Awesome Open Source
Awesome Open Source

A framework for the real-time IP flow data analysis built on Apache Spark Streaming, a modern distributed stream processing system.

This project is no longer maintained

⚠ Project Stream4Flow is no longer maintained as the used frameworks are constantly evolving, and it is not in our capacity to continually update the installation scripts. If you're interested in other network data processing tools and our current research, check out CSIRT-MU repositories.

About Stream4Flow

The basis of the Stream4Flow framework is formed by the IPFIXCol collector, Kafka messaging system, Apache Spark, and Elastic Stack. IPFIXCol is able to receive IP flows from a majority of network Netflow/IPFIX probes (e.g., Flowmon Probe, softflowd, etc.). IPFIXCol enables incoming IP flow records to be transformed into the JSON format provided to the Kafka messaging system. The selection of Kafka was based on its scalability and partitioning possibilities, which provide sufficient data throughput. Apache Spark was selected as the data stream processing framework for its quick IP flow data throughput, available programming languages (Scala, Java, or Python) and MapReduce programming model. The analysis results are stored in Elastic Stack containing Logstash, Elasticsearch, and Kibana, which enable storage, querying, and visualizing the results. The Stream4Flow framework also contains the additional web interface to make administration easier and visualize complex results of the analysis.

architecture

Framework Features

  • Full Stack Solution: The framework provides full stack solution for IP flow analysis prototyping. It is possible to connect to the majority of IP flow network probes. The framework integrates tools for data collection, data processing, manipulation, storage, and presentation. It is compatible with common network probes for IP flow monitoring and export.
  • Easy Deployment: The deployment of the framework is fully automated for cloud deployment using cutting-edge technologies for software orchestration. The deployment comes with example prototype applications and initial tests to further ease the prototype development.
  • High Performance: Thanks to the scalability of the framework, it is fitted for processing network traffic in a wide range of networks from small company network to large-scale, high-speed networks of ISPs. Its distributed nature enables computationally intensive analyses.
  • Real-time Analysis: The stream-based approach provides results of IP flow analysis prototype with only a few seconds delay. The results can be explored in various ways in a user interface in real time. IP analysis prototype can be immediately improved according to provided results.

Use-cases

  • Stream-Based Network Monitoring: The framework enables to run analyses in data streams. It is suitable for various data pre-processing, continuous queries.
  • Real-time Attack Detection: The stream-based approach enables to detect attacks with only a few seconds delay. An instant attack detection provides time to set up a defense and lowers harms caused by an attack. Sample detections are provided, and you can easily create custom detection method.
  • Host Profiling: Apart from monitoring of the whole network, the monitoring can be focused on individual hosts. No host agents are needed, and the monitoring is transparent. You can get a long-term profile for each host connected to your network and explore its behavior.
  • Situational Awareness: Data from network monitoring, attack detection, and host profiling can be gathered together to provide complex situational awareness over your network. The advanced analysis of the collected data can reveal information important both from security and business perspective.

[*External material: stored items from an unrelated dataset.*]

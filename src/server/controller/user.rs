use axum::{
    extract::{Query, State},
    http::StatusCode,
    response::IntoResponse,
    Json,
};
use serde::Deserialize;
use tower_sessions::Session;

use crate::{
    model::user::SetMinecraftNameDto,
    server::{
        error::AppError,
        middleware::auth::AuthGuard,
        model::user::{GetStaffParam, SetMinecraftNameParam},
        service::user::UserService,
        state::AppState,
    },
};

const DEFAULT_PER_PAGE: u64 = 25;

/// Query parameters for paginated listings.
#[derive(Deserialize)]
pub struct PaginationParams {
    /// Zero-indexed page number, defaults to 0.
    pub page: Option<u64>,
    /// Page size, defaults to 25.
    pub per_page: Option<u64>,
}

/// GET /api/staff - Get the staff directory
///
/// Returns a paginated list of every staff account, ordered alphabetically
/// by name, with each account's admin status resolved against the allow-list.
///
/// # Authentication
/// Requires user to be logged in (no admin permission required)
///
/// # Returns
/// - `200 OK`: PaginatedStaffDto for the requested page
/// - `401 Unauthorized`: No authenticated session
/// - `500 Internal Server Error`: Database or parsing error
pub async fn get_staff(
    State(state): State<AppState>,
    Query(params): Query<PaginationParams>,
    session: Session,
) -> Result<impl IntoResponse, AppError> {
    let auth_guard = AuthGuard::new(&state.db, &session, &state.admin_discord_ids);
    auth_guard.require(&[]).await?;

    let user_service = UserService::new(&state.db);
    let staff = user_service
        .get_staff(GetStaffParam {
            page: params.page.unwrap_or(0),
            per_page: params.per_page.unwrap_or(DEFAULT_PER_PAGE),
        })
        .await?;

    Ok((
        StatusCode::OK,
        Json(staff.into_dto(&state.admin_discord_ids)),
    ))
}

/// PUT /api/user/minecraft-name - Link the caller's Minecraft name
///
/// Binds an in-game display name to the caller's account. The binding is the
/// key salary payouts are resolved against, so a name already claimed by a
/// different account is rejected.
///
/// # Authentication
/// Requires user to be logged in (no admin permission required)
///
/// # Returns
/// - `200 OK`: Binding created or updated
/// - `400 Bad Request`: Empty name, or name claimed by another account
/// - `401 Unauthorized`: No authenticated session
pub async fn set_minecraft_name(
    State(state): State<AppState>,
    session: Session,
    Json(body): Json<SetMinecraftNameDto>,
) -> Result<impl IntoResponse, AppError> {
    let auth_guard = AuthGuard::new(&state.db, &session, &state.admin_discord_ids);
    let user = auth_guard.require(&[]).await?;

    let user_service = UserService::new(&state.db);
    user_service
        .set_minecraft_name(SetMinecraftNameParam {
            discord_id: user.discord_id,
            name: body.name,
        })
        .await?;

    Ok(StatusCode::OK)
}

More on stream-based IP flow analysis is described in our paper titled Toward Stream-Based IP Flow Analysis.

Getting started

We have it all prepared for you. Everything is preconfigured. You have to only choose the deployment variant.

Deployment

Default machine configuration

  • Producer - a machine for receiving data from network and probes, and providing data for Spark Cluster via Apache Kafka.
    • producer default IP address - 192.168.0.2
  • Consumer - a machine receives results from Spark Cluster, stores the results, and runs the web server with framework frontend.
    • consumer default IP address - 192.168.0.3
  • Spark Cluster- cluster of machines for data stream processing. Spark Master machine manages the Spark Cluster and provides a control interface for the cluster. Spark Slaves serves mainly for data processing. The number of Spark Slaves can be changed in configuration files.
    • Spark Master default IP address - 192.168.0.100
    • Spark Slave default IP address - 192.168.0.101

Default login credentials

  • user: spark
  • login: Stream4Flow

Requirements

We support two types of deployment:

  • Standalone deployment: Stream4Flow will be deployed into virtual machines on your physical machine using Vagrant
  • Cluster deployment: you can deploy Stream4Flow on your cluster using Ansible
    • requirement: Debian-based OS

Standalone deployment

Note: The minimum hardware requirement is 12GB of RAM

  1. download repository
  2. go to folder provisioning/
  3. (optional) update guests configuration in configuration.yml
  4. run vagrant provisioning: vagrant up or start guests separately vagrant up <guest-name>
  5. upload your SSH key to guests or allow password based SSH login (use vagrant ssh <guest-name>)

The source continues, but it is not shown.